An apparatus for treating a solution or a slurry solution (10) which comprises a hollow rotating shaft (3) having a sealing mechanism and a rotating mechanism (9) at upper portions thereof, a stirring rod (1) horizontally attached to the lower end of said hollow rotating shaft (3), a plurality of branch pipes (4) which extend from said hollow rotating shaft (3) downwardly to said rod (1), and a plurality of gas jet pipes (2) fixedly attached to said stirring rod (1), said gas jet pipes (2) extending vertically downward from said respective branch pipes (4) and their lower ends being positioned lower than the lower surface of said stirring rod (1) and being opened at the lower ends of said branch pipes (4) respectively, whereby said shaft (3), said rod (1) and said stirring branch pipes (4) can be rotated, while a gas is jetted through openings of said gas jet pipes after passing through said sealing mechanism, said hollow rotating shaft (3) and said branch pipes (4) so as to feed said gas to a gaseous phase section formed behind said stirring rod (1).

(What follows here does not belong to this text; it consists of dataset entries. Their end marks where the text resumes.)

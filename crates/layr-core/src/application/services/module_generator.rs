//! Vertical slice (`layr module <name>`): model, handler, repository, use-case.

use std::path::Path;

use tracing::{debug, instrument};

use crate::{
    application::services::TemplateEngine,
    domain::{
        ArtifactKind, ArtifactPlan, DomainValidator, Flavor, NameForm, RenderContext, TemplateKey,
        capabilities::find_layer,
    },
    error::LayrResult,
};

/// Plans the four slice-flavor artifacts of one entity.
///
/// All four are rendered from a single [`NameForm`], which is what makes
/// `entity.Order` in the handler match `type Order struct` in the model.
pub struct ModuleGenerator<'a> {
    engine: TemplateEngine<'a>,
}

impl<'a> ModuleGenerator<'a> {
    pub fn new(engine: TemplateEngine<'a>) -> Self {
        Self { engine }
    }

    /// Plan the slice in [`ArtifactKind::SLICE_ORDER`].
    #[instrument(skip_all, fields(name = name, import_path = import_path))]
    pub fn plan(&self, name: &str, import_path: &str, root: &Path) -> LayrResult<ArtifactPlan> {
        DomainValidator::validate_name(name)?;

        let name = NameForm::derive(name);
        let context = RenderContext::new(name.clone()).with_import_path(import_path);
        let mut plan = ArtifactPlan::new(root);

        for artifact in ArtifactKind::SLICE_ORDER {
            let path = find_layer(artifact).slice_path(&name);
            let key = TemplateKey::layer(artifact, Flavor::Slice);
            let content = self.engine.render(key, &context, &path)?;
            plan.add_file(path, content);
        }

        debug!(files = plan.files().len(), "module planned");
        Ok(plan)
    }
}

An apparatus for treating a solution or a slurry solution according to claim 1 wherein with regard to said gas jet pipes (2), their front surfaces and their back surfaces are convexly curved and flat, respectively, in a horizontal cross-sectional view.
An apparatus for treating a solution or a slurry solution according to claim 1 wherein said respective branch pipes (4) are inclined to a horizontal plane.
An apparatus for treating a solution or a slurry solution according to claim 1, wherein a wash water feed pipe (14) is provided in said hollow rotating shaft (3), branched tip portions (19) of said wash water feed pipe being each placed in each branch pipe (4).